Avvicino due fotografie quasi uguali. In entrambe c'è lui su un balcone e, come sfondo, Villa Geringer. Ma le abitazioni, da cui sono state scattate, sono chiaramente differenti. Il profilo del castello è certamente speculare. Una è stata fatta, probabilmente da Valeria, sul terrazzo di casa sua, mentre la seconda è sicuramente dell'altro versante della collina di Scorcola. Per questo motivo, il profilo di Villa Geringer appare alla rovescia.
Trascorro poche ore di sonno. Sono sicuro che quella foto sul balcone sia la traccia giusta per ritrovare Massimo. Con l'autobus salgo il colle che sovrasta Trieste e scendo al capolinea. Andrò in discesa, cercando di intuire, visivamente, da quale casa possa essere stata scattata la foto. Finalmente trovo un angolo, in una laterale, da cui si ha la stessa prospettiva. Mi guardo intorno e riconosco la bicicletta di Massimo agganciata a una ringhiera di ferro. Lui deve essere vicino. Ci sono solo due palazzine lungo quella breve stradina. Tenterò con vari campanelli. Forse avrò fortuna.

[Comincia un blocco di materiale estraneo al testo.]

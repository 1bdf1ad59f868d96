use std::fs;
use std::io::{self, ErrorKind, Write};
use std::path::Path;

use crate::config::ExtractOptions;
use crate::error::ExtractError;
use crate::path::{clean_path, resolve_output_path};
use crate::sourcemap::SourceMapRecord;

/// Counts from one pass over a record.
#[derive(Debug, Clone, Copy, Default, PartialEq, Eq)]
pub struct ExtractSummary {
    /// Sources reported as found.
    pub found: usize,
    /// Files actually written; always zero in a dry run.
    pub written: usize,
}

/// Ensure the given output directory exists. Creates missing parent directories as needed.
///
/// Returns an `AlreadyExists` error if something other than a directory sits at the path.
pub fn ensure_output_dir<P: AsRef<Path>>(output_path: P) -> io::Result<()> {
    let path = output_path.as_ref();
    if path.exists() {
        if !path.is_dir() {
            return Err(io::Error::new(
                ErrorKind::AlreadyExists,
                format!("{} exists but is not a directory", path.display()),
            ));
        }
        return Ok(());
    }
    fs::create_dir_all(path)
}

/// Walk `record.sources` in order, writing each body under the destination and
/// reporting every resolved path on `out`.
///
/// The first failure stops the walk. Files written before it stay on disk.
pub fn write_sources<W: Write>(
    record: &SourceMapRecord,
    resource: &str,
    options: &ExtractOptions,
    out: &mut W,
) -> Result<ExtractSummary, ExtractError> {
    let mut summary = ExtractSummary::default();

    for (index, source) in record.sources.iter().enumerate() {
        let target = resolve_output_path(&options.destination, &clean_path(source));

        if options.write {
            let content = record
                .sources_content
                .get(index)
                .and_then(Option::as_deref)
                .ok_or_else(|| ExtractError::MissingContent {
                    resource: resource.to_string(),
                    source_path: source.clone(),
                    index,
                })?;

            write_one(&target, content).map_err(|e| ExtractError::Write {
                resource: resource.to_string(),
                source_path: source.clone(),
                target: target.clone(),
                source: e,
            })?;
            log::debug!("wrote {} bytes to {}", content.len(), target.display());
            summary.written += 1;
        }

        writeln!(out, "[{resource}] File found: {}", target.display())?;
        summary.found += 1;
    }

    Ok(summary)
}

fn write_one(target: &Path, content: &str) -> io::Result<()> {
    if let Some(parent) = target.parent().filter(|p| !p.as_os_str().is_empty()) {
        ensure_output_dir(parent)?;
    }
    fs::write(target, content.as_bytes())
}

"C'è Massimo?"è la domanda di rito. Finalmente una voce di donna mi risponde: "Chi lo vuole?" Rispondo: "Sono Luca Viviani, un suo compagno di liceo."
Attendo. Il portone scatta e salgo le scale. Massimo è sul pianerottolo. Preoccupato e mortificato. Chiede se qualcuno mi ha seguito e mi invita a entrare dentro velocemente. Le mani gli tremano, mentre si versa un whisky. La ragazza che è con lui si chiama Nadja ed è molto bella. Massimo le fa un cenno di lasciarci soli.
La storia è molto meno complicata da come l'avevo immaginata. Dopo esserci lasciati, quella sera sul molo Audace, Massimo aveva un appuntamentto con i suoi "futuri soci russi". Aveva detto "no" alle loro proposte economiche e, come risposta, aveva ricevuto un paio di pugni di "convincimento". Tuttavia, con due mosse di arti marziali, aveva neutralizzato il primo aggressore. Il secondo, invece, aveva un coltello. Nella lotta seguente Massimo, benché ferito da un colpo di lama, era riuscito a disarmarlo e a colpirlo nell'addome. Subito dopo, aveva raggiunto la sua Mercedes e abbandonato il molo. Si era rifugiato dalla sua giovane amante slava. Ma ora, visto che ero giunto fin lì, anche la polizia e la mafia russa potevano aver individuato il suo nascondiglio.
Cerco di tranquillizzarlo, riferendogli la mia conversazione con l'ispettore Staro. Resto qualche attimo a pensare, a studiare una strategia d'azione. Con tutta probabilità, il russo è morto. La mafia dell'Est per un po' non cercherà Massimo. C'è bisogno di una sua denuncia. Solo così la polizia avrà l'identikit dei malavitosi russi. Deve raccontare a Staro della sua aggressione, simulando invece una rapina, poi la colluttazione e la fuga del rapinatore ferito. Massimo sembra convinto. Chiama Nadja. Beviamo altri bicchieri di whisky. Ormai siamo ubriachi.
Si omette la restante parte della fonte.